I also use verbal markers but its important to say consistent and i believe that as well as timing is a big issue for people. I too am very uncoordinated kara i can only handle one thing at a time usually lol. Ok to clarify my question I want to know what the options for commands are for this exercise. Joby used object guard, I use an object and a place command....... usually a placement is a small mat or something for positioning and object is an object. for search exercises i use sook for search but for a search of the blinds/area for a decoy i would use reveirre. i dont know what command i would give to seperate these other exercises. and i missed the whole thread on how to teach the exercise but i did see the objective. How does one start incorporating the search of the box usually?


----------



## Joby Becker (Dec 13, 2009)

Amanda Caldron said:


> interesting to watch.... i love the jingly bell, alice and maybe some of the other knpv people could educate me on what the command is? search for an article? reviere like it would be a decoy? i never thought about saying object guard, my dog has placement commands an object command and a bark command. i did this a few times as well and rewarded the bark with good object guard and now he is right to it and barking.... but when from a distance and especially when it becomes a search exercise what are you commanding the dog to do? thanks it is an interesting exercise that i too think i will teach for sheer fun and experience.

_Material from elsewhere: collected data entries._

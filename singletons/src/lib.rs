//! Singleton lifecycle management for scene-graph components.
//!
//! This crate controls how exactly one logical instance of a component type is created, located,
//! and kept alive across a host's scene lifecycle. Three policies are provided:
//!
//! - **Singleton**: lazily resolved or created, scoped to the current scene.
//! - **Persistent**: survives scene transitions; the first instance keeps the slot.
//! - **Regulator**: survives scene transitions; every new instance destroys older ones.
//!
//! The scene graph itself is an external collaborator described by the [`Host`] trait. An
//! in-memory implementation, [`Scene`], is included.
//!
//! ```ignore
//! use rusty_singletons::{App, Component, Scene, Singleton, State};
//!
//! #[derive(Component, Singleton, Default)]
//! #[singleton(regulator)]
//! struct MatchDirector {
//!     round: u32,
//! }
//!
//! let mut app = App::new(Scene::new("Lobby").with_state(State::Running));
//! let director = app.instance::<MatchDirector>();
//! app.get_mut(director).unwrap().round += 1;
//! ```

// Lets the derive macros refer to `::rusty_singletons` from inside this crate too.
extern crate self as rusty_singletons;

pub mod app;
pub mod component;
pub mod host;
pub mod logging;
pub mod scene;
pub mod singleton;

pub use app::App;
pub use component::Component;
pub use host::{Handle, Host, HostError, ObjectId, State, Time};
pub use scene::Scene;
pub use singleton::{Claim, Duplicates, Policy, Registry, Singleton};

pub use rusty_singletons_macros::{Component, Singleton};
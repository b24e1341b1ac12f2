mod component;
mod singleton;

use proc_macro::TokenStream;

#[proc_macro_derive(Component)]
pub fn derive_component(item: TokenStream) -> TokenStream {
    component::derive_component(item)
}

#[proc_macro_derive(Singleton, attributes(singleton))]
pub fn derive_singleton(item: TokenStream) -> TokenStream {
    singleton::derive_singleton(item)
}
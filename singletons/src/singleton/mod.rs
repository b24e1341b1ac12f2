//! Singleton components.
//!
//! A singleton is a component type with at most one authoritative instance, reachable through an
//! instance slot in a [`Registry`]. The slot is filled in one of three ways:
//!
//! - an explicit [`Registry::instance`] call finds an existing object carrying the component,
//! - an explicit [`Registry::instance`] call creates a new object when none exists,
//! - an object's own initialization hook ([`Registry::awake`]) runs first.
//!
//! How objects compete for the slot, and what happens to the losers, is decided by the type's
//! [`Policy`].
//!
//! # Example
//!
//! ```rust,ignore
//! use rusty_singletons::{Component, Singleton};
//!
//! // Scoped to the current scene
//! #[derive(Component, Singleton, Default)]
//! struct Hud;
//!
//! // Survives scene loads, first instance wins
//! #[derive(Component, Singleton, Default)]
//! #[singleton(persistent)]
//! struct AudioManager;
//!
//! // Survives scene loads, newest instance evicts older ones
//! #[derive(Component, Singleton, Default)]
//! #[singleton(regulator)]
//! struct MatchDirector;
//! ```

mod policy;
mod registry;

use crate::component::Component;

pub use policy::{Claim, Duplicates, Policy};
pub use registry::Registry;

/// A component type with a single authoritative instance.
///
/// Use `#[derive(Singleton)]` to implement this trait. The `#[singleton(...)]` attribute selects
/// the policy:
///
/// - no attribute: [`Policy::SINGLETON`]
/// - `#[singleton(persistent)]`: [`Policy::PERSISTENT`]
/// - `#[singleton(persistent, destroy_duplicates)]`: persistent, destroying late duplicates
/// - `#[singleton(persistent, keep_parent)]`: persistent, never detaching from the parent
/// - `#[singleton(regulator)]`: [`Policy::REGULATOR`]
pub trait Singleton: Component {
    /// The lifecycle policy for this type.
    const POLICY: Policy;

    /// Whether this object detaches from its parent when it claims the slot. Only consulted when
    /// the policy has `detach_on_claim` set.
    ///
    /// A child object that stays parented only survives scene loads if its root does.
    fn auto_unparent_on_awake(&self) -> bool {
        true
    }
}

amanda, you know my commands are all jacked up...LOL...dont really want to use revier, becuase of the sch....find means look for a toy mostly, suuk is track. place means Fuss, guard is something else...I was thinking maybe search...or "find object" At least I got her on German now, for all the SCH commands.


----------



## Don Turnipseed (Oct 8, 2006)

Well, obviously I am not the only one that doesn't do motivation according to Hoyle experts here. LOL Y'all realise, it has to be done according to the play book or you don't know what you are doing.....or so I have been told. It is interesting that you can mark with voice. How do you do that specifically. Maybe a "GOOD BOY!" or what?


----------



## Joby Becker (Dec 13, 2009)

Don Turnipseed said:


> Well, obviously I am not the only one that doesn't do motivation according to Hoyle experts here. LOL Y'all realise, it has to be done according to the play book or you don't know what you are doing.....or so I have been told. It is interesting that you can mark with voice. How do you do that specifically. Maybe a "GOOD BOY!" or what?


Don I tried to tell you that Koehler was motivational too...when you were trying to bag on motivational...LOL...

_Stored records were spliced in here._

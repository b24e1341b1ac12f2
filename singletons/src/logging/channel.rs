use crossbeam::channel::{Receiver, Sender, unbounded};
use log::{Level, LevelFilter, Metadata, Record};

#[derive(Debug, Clone, PartialEq, Eq)]
pub struct LogMessage {
    pub level: Level,
    pub target: String,
    pub message: String,
}

/// A `log` backend that forwards records over a channel, so a host can surface singleton
/// lifecycle messages (claims, evictions, ignored duplicates) in its own console.
#[derive(Debug)]
pub struct ChannelLogger {
    sender: Sender<LogMessage>,
    level: LevelFilter,
}

impl log::Log for ChannelLogger {
    fn enabled(&self, metadata: &Metadata) -> bool {
        metadata.level() <= self.level
    }

    fn log(&self, record: &Record) {
        if self.enabled(record.metadata()) {
            let _ = self.sender.try_send(LogMessage {
                level: record.metadata().level(),
                target: record.target().to_owned(),
                message: format!("{}", record.args()),
            });
        }
    }

    fn flush(&self) {}
}

impl ChannelLogger {
    pub fn new(sender: Sender<LogMessage>, level: LevelFilter) -> Self {
        Self { sender, level }
    }

    pub fn with_receiver(level: LevelFilter) -> (Self, Receiver<LogMessage>) {
        let (sender, receiver) = unbounded();
        (Self::new(sender, level), receiver)
    }

    /// Install as the global logger. Fails if another logger is already installed.
    pub fn install(self) -> Result<(), log::SetLoggerError> {
        let level = self.level;
        log::set_boxed_logger(Box::new(self))?;
        log::set_max_level(level);
        Ok(())
    }
}

#[cfg(test)]
mod tests {
    use log::Log;

    use super::*;

    #[test]
    fn forwards_enabled_records() {
        // Given
        let (logger, receiver) = ChannelLogger::with_receiver(LevelFilter::Debug);

        // When
        logger.log(
            &Record::builder()
                .level(Level::Debug)
                .target("rusty_singletons::singleton")
                .args(format_args!("AudioManager slot claimed by 0v0"))
                .build(),
        );

        // Then
        assert_eq!(
            receiver.try_recv().unwrap(),
            LogMessage {
                level: Level::Debug,
                target: "rusty_singletons::singleton".into(),
                message: "AudioManager slot claimed by 0v0".into(),
            }
        );
    }

    #[test]
    fn drops_records_above_level() {
        let (logger, receiver) = ChannelLogger::with_receiver(LevelFilter::Info);

        logger.log(
            &Record::builder()
                .level(Level::Trace)
                .args(format_args!("noise"))
                .build(),
        );

        assert!(receiver.try_recv().is_err());
    }
}
/// Enumeration of possible states the host can be in.
#[derive(Debug, Default, PartialEq, Eq, Copy, Clone)]
pub enum State {
    /// The host has never been started. Authoring and editing happen here.
    #[default]
    Dead,
    /// The host is starting up
    Starting,
    /// The host is running in normal operation
    Running,
    /// The host is shutting down
    Stopping,
    /// The host has stopped
    Stopped,
}

impl State {
    /// Only a running host dispatches singleton initialization.
    #[inline]
    pub fn is_running(&self) -> bool {
        *self == State::Running
    }
}
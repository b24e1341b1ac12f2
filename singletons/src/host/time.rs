use std::time::{Duration, Instant};

/// The host clock.
///
/// `Time` tracks total elapsed time since the host started. It can be driven by the wall clock
/// with [`tick`](Self::tick), typically once per iteration of a game loop, or moved forward by an
/// exact amount with [`advance`](Self::advance). The reading only ever grows, which is all
/// creation-time ordering needs.
#[derive(Debug, Copy, Clone)]
pub struct Time {
    // The instant of the last reading
    instant: Instant,
    /// The time delta since the previous reading
    pub delta: Duration,
    /// The total elapsed time since the first reading
    pub time: Duration,
}

impl Time {
    /// Construct a new clock with delta and time set to `0`.
    pub fn new() -> Self {
        Self {
            instant: Instant::now(),
            delta: Duration::ZERO,
            time: Duration::ZERO,
        }
    }

    /// Take a new reading from the wall clock, capturing the delta since the last reading and
    /// updating the cumulative time. Returns the delta.
    pub fn tick(&mut self) -> Duration {
        let now = Instant::now();
        self.delta = now.duration_since(self.instant);
        self.instant = now;
        self.time += self.delta;
        self.delta
    }

    /// Move the clock forward by a fixed amount, independent of the wall clock.
    pub fn advance(&mut self, delta: Duration) {
        self.instant = Instant::now();
        self.delta = delta;
        self.time += delta;
    }
}

impl Default for Time {
    fn default() -> Self {
        Self::new()
    }
}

I use good or Yessss to mark and FREE to release and reward (toy), and nope for not right, and NO! for corrective...or the ecollar vibrate for good marker....and FREE for reward. I think I can fumble my way through it...

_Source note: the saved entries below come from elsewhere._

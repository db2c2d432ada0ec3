use crate::channel::validate_input;
use crate::config::ConfigError;
use crate::engine::core::StreamEngine;
use crate::measurement::core::{
    attach_measurement, AttachSpec, BlockWindow, Measurement, MeasurementHandle, NextError,
    TagBatch,
};
use crate::tag::{ChannelId, StreamBuffer, Tag, TagKind, Timestamp};
use std::collections::{BTreeSet, VecDeque};

/// Raw access to the delivered tag stream through a bounded ring buffer.
///
/// When the ring is full the oldest tags are dropped. `take` drains the
/// buffer atomically, so every retained tag is returned exactly once.
pub type TimeTagStream = MeasurementHandle<TimeTagStreamState>;

pub struct TimeTagStreamState {
    channels: BTreeSet<ChannelId>,
    capacity: usize,
    ring: VecDeque<Tag>,
    t_start: Timestamp,
    cursor: Timestamp,
    has_overflow: bool,
}

impl Measurement for TimeTagStreamState {
    fn next(&mut self, batch: &mut TagBatch<'_>, window: BlockWindow) -> Result<bool, NextError> {
        for i in 0..batch.len() {
            batch.check_abort()?;
            let tag = batch.get(i);
            let keep = match tag.kind {
                TagKind::TimeTag | TagKind::MissedEvents => self.channels.contains(&tag.channel),
                _ => true,
            };
            if !keep {
                continue;
            }
            if matches!(tag.kind, TagKind::OverflowBegin | TagKind::OverflowEnd) {
                self.has_overflow = true;
            }
            if self.ring.len() == self.capacity {
                self.ring.pop_front();
            }
            self.ring.push_back(tag);
        }
        self.cursor = window.end;
        Ok(false)
    }

    fn clear(&mut self) {
        self.ring.clear();
        self.has_overflow = false;
        self.t_start = self.cursor;
    }
}

impl MeasurementHandle<TimeTagStreamState> {
    pub fn new(
        engine: &StreamEngine,
        n_max_events: usize,
        channels: Vec<ChannelId>,
    ) -> Result<TimeTagStream, ConfigError> {
        if n_max_events == 0 {
            return Err(ConfigError::NonPositive {
                what: "n_max_events",
                value: 0,
            });
        }
        let mut registered = BTreeSet::new();
        for ch in &channels {
            validate_input(*ch, "TimeTagStream channels")?;
            registered.insert(*ch);
        }
        Ok(attach_measurement(
            engine,
            TimeTagStreamState {
                channels: registered.clone(),
                capacity: n_max_events,
                ring: VecDeque::with_capacity(n_max_events),
                t_start: 0,
                cursor: 0,
                has_overflow: false,
            },
            AttachSpec {
                label: "TimeTagStream",
                registered,
                virtual_out: Vec::new(),
            },
        ))
    }

    /// Number of tags currently buffered.
    pub fn counts(&self) -> usize {
        self.with(|m| m.ring.len())
    }

    /// Drains the buffer into a column-wise snapshot.
    pub fn take(&self) -> StreamBuffer {
        self.with_mut(|m| {
            let mut buffer = StreamBuffer {
                t_start: m.t_start,
                t_taken: m.cursor,
                has_overflow: m.has_overflow,
                ..StreamBuffer::default()
            };
            for tag in m.ring.drain(..) {
                buffer.push(&tag);
            }
            m.t_start = m.cursor;
            m.has_overflow = false;
            buffer
        })
    }
}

you can use just good boy, or other praise. but that just doesn't go as far with a dog that wants something in his mouth more than anything else. and the mark is not "charged" that is where the extreme power comes from, the charge...


----------



## Don Turnipseed (Oct 8, 2006)

You Tried to tell me Koehler was motivational??? LOL All training iks motivational....even a correction. I know that Joby. It does seems to escape some though. One thing I have noticed about ALL trainers, clicker, positive motivation and all, at the end of all the sermans, every one of them admits to having to use correction.


----------



## Kara Fitzpatrick (Dec 2, 2009)

Don Turnipseed said:


> Well, obviously I am not the only one that doesn't do motivation according to Hoyle experts here. LOL Y'all realise, it has to be done according to the play book or you don't know what you are doing.....or so I have been told. It is interesting that you can mark with voice. How do you do that specifically. Maybe a "GOOD BOY!" or what?


I use Yes. 
Just my novice opinion with working dogs: 
I think the motivational training is great for puppies. That's what it should be all about for them- fun and building confidence while creating boundaries. 
When its an older puppy, you have to begin with physical corrections IMO, or they'll think they can get away with everything. 
Once they know what's expected of them, that's the time to physically correct when they want to test the limits and push you. 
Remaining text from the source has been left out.